[PROBLEM TO SOLVE] Among the entries below, please repeat exactly and only the lines from the line containing "filename menagerie-core/src/types.rs" to the line containing "impl fmt::Display for AnimalName", both lines included.

[EXCERPTED DATA]
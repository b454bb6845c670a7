//! Error types for menagerie-core.

use thiserror::Error;

use crate::types::AnimalName;

/// All errors that can arise from store operations.
#[derive(Debug, Error, PartialEq, Eq)]
pub enum StoreError {
    /// A required input field was empty.
    #[error("field '{field}' must not be empty")]
    Validation { field: &'static str },

    /// The category string did not name any known animal type.
    #[error("unknown animal type '{0}'; expected one of: dog, cat, hamster, horse, camel, donkey")]
    UnknownCategory(String),

    /// No animal is registered under the requested name.
    #[error("no animal named '{0}'")]
    NotFound(AnimalName),

    /// The registration counter was used after its scope ended.
    #[error("illegal state: {0}")]
    IllegalState(&'static str),
}
//! Interactive menu loop.
//!
//! The shell owns its [`AnimalStore`] and is generic over input and output, so
//! a session can be driven from a byte buffer in tests. Store errors are turned
//! into printed messages at each action; only a failure of the shell's own
//! reader or writer leaves [`Shell::run`] with an error.

use std::io::{BufRead, Write};
use std::path::PathBuf;

use anyhow::{Context, Result};
use colored::Colorize;

use menagerie_core::{AnimalStore, Classification, RegistrationCounter, StoreError};
use menagerie_dump::DEFAULT_DUMP_FILE;

use crate::menu::MenuChoice;

/// Runtime settings for a shell session.
#[derive(Debug, Clone, PartialEq, Eq)]
pub struct ShellConfig {
    /// File rewritten after every successful registration.
    pub dump_path: PathBuf,
}

impl Default for ShellConfig {
    fn default() -> Self {
        Self {
            dump_path: PathBuf::from(DEFAULT_DUMP_FILE),
        }
    }
}

/// Whether the menu loop keeps going after an action.
#[derive(Debug, Clone, Copy, PartialEq, Eq)]
enum Flow {
    Continue,
    Quit,
}

pub struct Shell<R, W> {
    store: AnimalStore,
    config: ShellConfig,
    input: R,
    output: W,
}

impl<R: BufRead, W: Write> Shell<R, W> {
    pub fn new(input: R, output: W, config: ShellConfig) -> Self {
        Self {
            store: AnimalStore::new(),
            config,
            input,
            output,
        }
    }

    /// Run the menu loop until the user exits or input ends.
    pub fn run(&mut self) -> Result<()> {
        loop {
            self.print_menu()?;
            let Some(line) = self.read_line()? else {
                return self.farewell();
            };
            let flow = match MenuChoice::parse(&line) {
                Some(MenuChoice::Exit) => Flow::Quit,
                Some(choice) => self.dispatch(choice)?,
                None => {
                    tracing::debug!(input = %line, "rejected menu input");
                    writeln!(self.output, "Invalid choice. Please choose again.")?;
                    Flow::Continue
                }
            };
            if flow == Flow::Quit {
                return self.farewell();
            }
        }
    }

    fn dispatch(&mut self, choice: MenuChoice) -> Result<Flow> {
        match choice {
            MenuChoice::Register => self.register(),
            MenuChoice::ListCommands => self.list_commands(),
            MenuChoice::Train => self.train(),
            MenuChoice::ListAll => self.list_all(),
            MenuChoice::CountPets => self.count(Classification::Pet),
            MenuChoice::CountPackAnimals => self.count(Classification::PackAnimal),
            MenuChoice::Exit => Ok(Flow::Quit),
        }
    }

    // -----------------------------------------------------------------------
    // Actions
    // -----------------------------------------------------------------------

    fn register(&mut self) -> Result<Flow> {
        let Some(name) = self.prompt("Enter the animal's name: ")? else {
            return Ok(Flow::Quit);
        };
        let Some(birth_date) = self.prompt("Enter the birth date (yyyy-mm-dd): ")? else {
            return Ok(Flow::Quit);
        };
        let Some(category) =
            self.prompt("Enter the animal type (Dog, Cat, Hamster, Horse, Camel, Donkey): ")?
        else {
            return Ok(Flow::Quit);
        };

        let store = &mut self.store;
        let (outcome, registered) = RegistrationCounter::scoped(|counter| {
            let total = store.register(&name, &birth_date, &category)?;
            counter.add()?;
            Ok::<_, StoreError>(total)
        });
        tracing::debug!(registered, "registration attempt finished");

        match outcome {
            Ok(total) => {
                writeln!(
                    self.output,
                    "{} Animal registered. Current number of animals: {}",
                    "✓".green(),
                    total
                )?;
                self.dump_snapshot();
            }
            Err(StoreError::Validation { field }) => {
                tracing::debug!(field, "registration rejected");
                writeln!(self.output, "Error: all fields must be filled in.")?;
            }
            Err(StoreError::UnknownCategory(raw)) => {
                tracing::debug!(category = %raw, "registration rejected");
                writeln!(self.output, "Unknown animal type.")?;
            }
            Err(other) => writeln!(self.output, "Error: {other}")?,
        }
        Ok(Flow::Continue)
    }

    fn list_commands(&mut self) -> Result<Flow> {
        let Some(name) = self.prompt("Enter the animal's name: ")? else {
            return Ok(Flow::Quit);
        };
        match self.store.find_by_name(&name) {
            Some(record) => writeln!(
                self.output,
                "Commands of {}: {}",
                name,
                record.commands_list()
            )?,
            None => self.not_found(&name)?,
        }
        Ok(Flow::Continue)
    }

    fn train(&mut self) -> Result<Flow> {
        let Some(name) = self.prompt("Enter the animal's name: ")? else {
            return Ok(Flow::Quit);
        };
        if self.store.find_by_name(&name).is_none() {
            self.not_found(&name)?;
            return Ok(Flow::Continue);
        }
        let Some(command) = self.prompt(&format!("Enter a new command for {name}: "))? else {
            return Ok(Flow::Quit);
        };
        match self.store.add_command(&name, &command) {
            Ok(()) => writeln!(
                self.output,
                "{} {} has learned the command: {}",
                "✓".green(),
                name,
                command
            )?,
            Err(StoreError::NotFound(_)) => self.not_found(&name)?,
            Err(other) => writeln!(self.output, "Error: {other}")?,
        }
        Ok(Flow::Continue)
    }

    fn list_all(&mut self) -> Result<Flow> {
        writeln!(self.output, "\nAll animals:")?;
        for record in self.store.list_all() {
            writeln!(self.output, "{record}")?;
        }
        Ok(Flow::Continue)
    }

    fn count(&mut self, classification: Classification) -> Result<Flow> {
        let n = self.store.count_by_classification(classification);
        let label = match classification {
            Classification::Pet => "Number of pets",
            Classification::PackAnimal => "Number of pack animals",
        };
        writeln!(self.output, "{label}: {n}")?;
        Ok(Flow::Continue)
    }

    // -----------------------------------------------------------------------
    // Helpers
    // -----------------------------------------------------------------------

    /// Rewrite the dump file. Failures are logged and swallowed; the store
    /// stays authoritative.
    fn dump_snapshot(&self) {
        let path = &self.config.dump_path;
        if let Err(err) = menagerie_dump::dump(self.store.list_all(), path) {
            tracing::error!(path = %path.display(), error = %err, "failed to write animal dump");
        }
    }

    fn not_found(&mut self, name: &str) -> Result<()> {
        writeln!(self.output, "No animal named {name} was found.")?;
        Ok(())
    }

    fn print_menu(&mut self) -> Result<()> {
        writeln!(self.output, "\n{}", "--- Menu ---".bold())?;
        for choice in MenuChoice::all() {
            writeln!(self.output, "{choice}")?;
        }
        self.prompt_text("Choose an option: ")
    }

    fn farewell(&mut self) -> Result<()> {
        writeln!(self.output, "Exiting.")?;
        self.output.flush().context("failed to flush output")?;
        Ok(())
    }

    fn prompt(&mut self, text: &str) -> Result<Option<String>> {
        self.prompt_text(text)?;
        self.read_line()
    }

    fn prompt_text(&mut self, text: &str) -> Result<()> {
        write!(self.output, "{text}")?;
        self.output.flush().context("failed to flush prompt")?;
        Ok(())
    }

    /// Next input line without its terminator; `None` at end of input.
    fn read_line(&mut self) -> Result<Option<String>> {
        let mut line = String::new();
        let read = self
            .input
            .read_line(&mut line)
            .context("failed to read from input")?;
        if read == 0 {
            tracing::debug!("input closed");
            return Ok(None);
        }
        if line.ends_with('\n') {
            line.pop();
            if line.ends_with('\r') {
                line.pop();
            }
        }
        Ok(Some(line))
    }
}

// ---------------------------------------------------------------------------
// Tests
// ---------------------------------------------------------------------------
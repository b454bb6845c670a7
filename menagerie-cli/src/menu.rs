//! Menu entries and choice parsing.

use std::fmt;

/// One numbered menu entry.
#[derive(Debug, Clone, Copy, PartialEq, Eq)]
pub enum MenuChoice {
    Register,
    ListCommands,
    Train,
    ListAll,
    CountPets,
    CountPackAnimals,
    Exit,
}

impl MenuChoice {
    /// Menu order; position + 1 is the number the user types.
    pub fn all() -> &'static [MenuChoice] {
        &[
            MenuChoice::Register,
            MenuChoice::ListCommands,
            MenuChoice::Train,
            MenuChoice::ListAll,
            MenuChoice::CountPets,
            MenuChoice::CountPackAnimals,
            MenuChoice::Exit,
        ]
    }

    /// Parse a raw input line. Surrounding whitespace is ignored; anything that
    /// is not an integer in `1..=7` is `None`.
    pub fn parse(line: &str) -> Option<Self> {
        let n: usize = line.trim().parse().ok()?;
        n.checked_sub(1)
            .and_then(|i| Self::all().get(i))
            .copied()
    }

    pub fn number(self) -> usize {
        Self::all()
            .iter()
            .position(|c| *c == self)
            .map_or(0, |i| i + 1)
    }
}

impl fmt::Display for MenuChoice {
    fn fmt(&self, f: &mut fmt::Formatter<'_>) -> fmt::Result {
        let label = match self {
            MenuChoice::Register => "Register a new animal",
            MenuChoice::ListCommands => "Show an animal's commands",
            MenuChoice::Train => "Teach an animal a new command",
            MenuChoice::ListAll => "Show all animals",
            MenuChoice::CountPets => "Show the number of pets",
            MenuChoice::CountPackAnimals => "Show the number of pack animals",
            MenuChoice::Exit => "Exit",
        };
        write!(f, "{}. {}", self.number(), label)
    }
}
//! In-memory animal registry.
//!
//! The store is the single source of truth for a session. Records are keyed
//! by exact name; a second registration under the same name replaces the
//! first record wholesale, command history included. Nothing is ever removed.
//!
//! Iteration order of [`AnimalStore::list_all`] is unspecified.

use std::collections::HashMap;

use crate::error::StoreError;
use crate::types::{AnimalName, AnimalRecord, Category, Classification};

/// Owns every registered [`AnimalRecord`].
#[derive(Debug, Default)]
pub struct AnimalStore {
    animals: HashMap<AnimalName, AnimalRecord>,
}

impl AnimalStore {
    pub fn new() -> Self {
        Self::default()
    }

    /// Register (or replace) an animal.
    ///
    /// Empty fields are rejected with `StoreError::Validation` before the
    /// category is parsed; an unrecognised category yields
    /// `StoreError::UnknownCategory`. On success returns the total record count.
    pub fn register(
        &mut self,
        name: &str,
        birth_date: &str,
        category: &str,
    ) -> Result<usize, StoreError> {
        for (field, value) in [("name", name), ("birth date", birth_date), ("type", category)] {
            if value.is_empty() {
                return Err(StoreError::Validation { field });
            }
        }
        let category: Category = category.parse()?;

        let key = AnimalName::from(name);
        let record = AnimalRecord::new(key.clone(), birth_date, category);
        if self.animals.insert(key, record).is_some() {
            tracing::debug!(name, "replaced existing record");
        }
        Ok(self.animals.len())
    }

    pub fn find_by_name(&self, name: &str) -> Option<&AnimalRecord> {
        self.animals.get(&AnimalName::from(name))
    }

    /// Append `command` to the named animal's command list.
    pub fn add_command(&mut self, name: &str, command: &str) -> Result<(), StoreError> {
        let key = AnimalName::from(name);
        let Some(record) = self.animals.get_mut(&key) else {
            return Err(StoreError::NotFound(key));
        };
        record.commands.push(command.to_owned());
        tracing::debug!(name, command, total = record.commands.len(), "command trained");
        Ok(())
    }

    pub fn count_by_classification(&self, classification: Classification) -> usize {
        self.animals
            .values()
            .filter(|r| r.classification() == classification)
            .count()
    }

    pub fn list_all(&self) -> impl Iterator<Item = &AnimalRecord> {
        self.animals.values()
    }

    pub fn len(&self) -> usize {
        self.animals.len()
    }

    pub fn is_empty(&self) -> bool {
        self.animals.is_empty()
    }
}

// ---------------------------------------------------------------------------
// Unit tests
// ---------------------------------------------------------------------------

#[cfg(test)]
mod tests {
    use super::*;

    fn store_with_rex() -> AnimalStore {
        let mut store = AnimalStore::new();
        store.register("Rex", "2020-01-01", "Dog").expect("register");
        store
    }

    #[test]
    fn new_store_is_empty() {
        let store = AnimalStore::new();
        assert!(store.is_empty());
        assert_eq!(store.list_all().count(), 0);
    }

    #[test]
    fn register_returns_running_total() {
        let mut store = AnimalStore::new();
        assert_eq!(store.register("Rex", "2020-01-01", "dog").unwrap(), 1);
        assert_eq!(store.register("Tom", "2019-05-05", "cat").unwrap(), 2);
        // Overwrite does not grow the store.
        assert_eq!(store.register("Rex", "2021-01-01", "horse").unwrap(), 2);
    }

    #[test]
    fn empty_fields_are_reported_in_order() {
        let mut store = AnimalStore::new();
        assert_eq!(
            store.register("", "", "").unwrap_err(),
            StoreError::Validation { field: "name" }
        );
        assert_eq!(
            store.register("Rex", "", "dog").unwrap_err(),
            StoreError::Validation { field: "birth date" }
        );
        assert_eq!(
            store.register("Rex", "2020-01-01", "").unwrap_err(),
            StoreError::Validation { field: "type" }
        );
        assert!(store.is_empty());
    }

    #[test]
    fn empty_field_wins_over_unknown_category() {
        let mut store = AnimalStore::new();
        let err = store.register("", "2020-01-01", "dragon").unwrap_err();
        assert!(matches!(err, StoreError::Validation { .. }));
    }

    #[test]
    fn unknown_category_leaves_store_unchanged() {
        let mut store = store_with_rex();
        let err = store.register("Smaug", "1000-01-01", "dragon").unwrap_err();
        assert!(matches!(err, StoreError::UnknownCategory(ref s) if s == "dragon"));
        assert_eq!(store.len(), 1);
        assert!(store.find_by_name("Smaug").is_none());
    }

    #[test]
    fn overwrite_drops_previous_commands() {
        let mut store = store_with_rex();
        store.add_command("Rex", "sit").unwrap();
        store.register("Rex", "2022-02-02", "Camel").unwrap();
        let rex = store.find_by_name("Rex").unwrap();
        assert!(rex.commands.is_empty());
        assert_eq!(rex.category, Category::Camel);
        assert_eq!(rex.birth_date, "2022-02-02");
    }

    #[test]
    fn lookup_is_exact_match() {
        let store = store_with_rex();
        assert!(store.find_by_name("rex").is_none());
        assert!(store.find_by_name("Rex ").is_none());
        assert!(store.find_by_name("Rex").is_some());
    }

    #[test]
    fn add_command_to_missing_animal_is_not_found() {
        let mut store = store_with_rex();
        let err = store.add_command("Ghost", "boo").unwrap_err();
        assert_eq!(err, StoreError::NotFound(AnimalName::from("Ghost")));
        assert_eq!(store.len(), 1);
        assert!(store.find_by_name("Rex").unwrap().commands.is_empty());
    }

    #[test]
    fn add_command_keeps_duplicates_in_order() {
        let mut store = store_with_rex();
        for cmd in ["sit", "paw", "sit"] {
            store.add_command("Rex", cmd).unwrap();
        }
        assert_eq!(
            store.find_by_name("Rex").unwrap().commands,
            vec!["sit", "paw", "sit"]
        );
    }

    #[test]
    fn counts_split_by_classification() {
        let mut store = AnimalStore::new();
        store.register("Rex", "2020-01-01", "Dog").unwrap();
        store.register("Nibbles", "2023-03-03", "Hamster").unwrap();
        store.register("Eeyore", "2015-07-07", "Donkey").unwrap();
        assert_eq!(store.count_by_classification(Classification::Pet), 2);
        assert_eq!(store.count_by_classification(Classification::PackAnimal), 1);
    }
}
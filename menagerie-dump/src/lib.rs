//! # menagerie-dump
//!
//! Full-snapshot text dump of the animal store.
//!
//! Call [`dump`] after every successful registration; it replaces the target
//! file with one line per record.

pub mod error;
pub mod writer;

pub use error::DumpError;
pub use writer::{dump, render, DEFAULT_DUMP_FILE};
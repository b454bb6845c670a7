//! Menagerie core library: animal records, the in-memory store and its errors.
//!
//! Public API surface:
//! - [`types`]: names, categories and records
//! - [`error`]: [`StoreError`]
//! - [`store`]: [`AnimalStore`]
//! - [`counter`]: scoped [`RegistrationCounter`]

pub mod counter;
pub mod error;
pub mod store;
pub mod types;

pub use counter::RegistrationCounter;
pub use error::StoreError;
pub use store::AnimalStore;
pub use types::{AnimalName, AnimalRecord, Category, Classification};
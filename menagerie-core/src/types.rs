//! Domain types for the animal registry.
//!
//! Categories are a flat tagged enum; the Pet / PackAnimal split is derived
//! from the variant, never stored.

use std::fmt;
use std::str::FromStr;

use crate::error::StoreError;

// ---------------------------------------------------------------------------
// Newtypes
// ---------------------------------------------------------------------------

/// A strongly-typed name for an animal; the store's unique key.
#[derive(Debug, Clone, PartialEq, Eq, Hash)]
pub struct AnimalName(pub String);

impl fmt::Display for AnimalName {
    fn fmt(&self, f: &mut fmt::Formatter<'_>) -> fmt::Result {
        self.0.fmt(f)
    }
}

impl From<String> for AnimalName {
    fn from(s: String) -> Self {
        Self(s)
    }
}

impl From<&str> for AnimalName {
    fn from(s: &str) -> Self {
        Self(s.to_owned())
    }
}

// ---------------------------------------------------------------------------
// Enums
// ---------------------------------------------------------------------------

/// Coarse grouping of animal categories.
#[derive(Debug, Clone, Copy, PartialEq, Eq, Hash)]
pub enum Classification {
    Pet,
    PackAnimal,
}

/// The kind of animal a record describes.
#[derive(Debug, Clone, Copy, PartialEq, Eq, Hash)]
pub enum Category {
    Dog,
    Cat,
    Hamster,
    Horse,
    Camel,
    Donkey,
}

impl Category {
    pub fn classification(self) -> Classification {
        match self {
            Category::Dog | Category::Cat | Category::Hamster => Classification::Pet,
            Category::Horse | Category::Camel | Category::Donkey => Classification::PackAnimal,
        }
    }
}

impl fmt::Display for Category {
    fn fmt(&self, f: &mut fmt::Formatter<'_>) -> fmt::Result {
        match self {
            Category::Dog => write!(f, "Dog"),
            Category::Cat => write!(f, "Cat"),
            Category::Hamster => write!(f, "Hamster"),
            Category::Horse => write!(f, "Horse"),
            Category::Camel => write!(f, "Camel"),
            Category::Donkey => write!(f, "Donkey"),
        }
    }
}

/// Case-insensitive parse of the English category name.
impl FromStr for Category {
    type Err = StoreError;

    fn from_str(s: &str) -> Result<Self, Self::Err> {
        match s.to_lowercase().as_str() {
            "dog" => Ok(Category::Dog),
            "cat" => Ok(Category::Cat),
            "hamster" => Ok(Category::Hamster),
            "horse" => Ok(Category::Horse),
            "camel" => Ok(Category::Camel),
            "donkey" => Ok(Category::Donkey),
            _ => Err(StoreError::UnknownCategory(s.to_owned())),
        }
    }
}

// ---------------------------------------------------------------------------
// Domain structs
// ---------------------------------------------------------------------------

/// One registered animal.
#[derive(Debug, Clone, PartialEq, Eq)]
pub struct AnimalRecord {
    pub name: AnimalName,
    /// Free-form; never parsed or validated.
    pub birth_date: String,
    pub category: Category,
    /// Trained commands in the order they were taught. Duplicates allowed.
    pub commands: Vec<String>,
}

impl AnimalRecord {
    pub fn new(name: AnimalName, birth_date: impl Into<String>, category: Category) -> Self {
        Self {
            name,
            birth_date: birth_date.into(),
            category,
            commands: Vec::new(),
        }
    }

    pub fn classification(&self) -> Classification {
        self.category.classification()
    }

    /// Commands rendered as `[a, b, c]`; `[]` when untrained.
    pub fn commands_list(&self) -> String {
        format!("[{}]", self.commands.join(", "))
    }
}

/// `Name: <name>, BirthDate: <date>, Commands: [<cmd>, ...]`, the listing
/// and dump line format.
impl fmt::Display for AnimalRecord {
    fn fmt(&self, f: &mut fmt::Formatter<'_>) -> fmt::Result {
        write!(
            f,
            "Name: {}, BirthDate: {}, Commands: {}",
            self.name,
            self.birth_date,
            self.commands_list()
        )
    }
}

// ---------------------------------------------------------------------------
// Tests
// ---------------------------------------------------------------------------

[RESPONSE TO THIS EXERCISE]
filename menagerie-core/src/types.rs
//! Domain types for the animal registry.
//!
//! Categories are a flat tagged enum; the Pet / PackAnimal split is derived
//! from the variant, never stored.

use std::fmt;
use std::str::FromStr;

use crate::error::StoreError;

// ---------------------------------------------------------------------------
// Newtypes
// ---------------------------------------------------------------------------

/// A strongly-typed name for an animal; the store's unique key.
#[derive(Debug, Clone, PartialEq, Eq, Hash)]
pub struct AnimalName(pub String);

impl fmt::Display for AnimalName {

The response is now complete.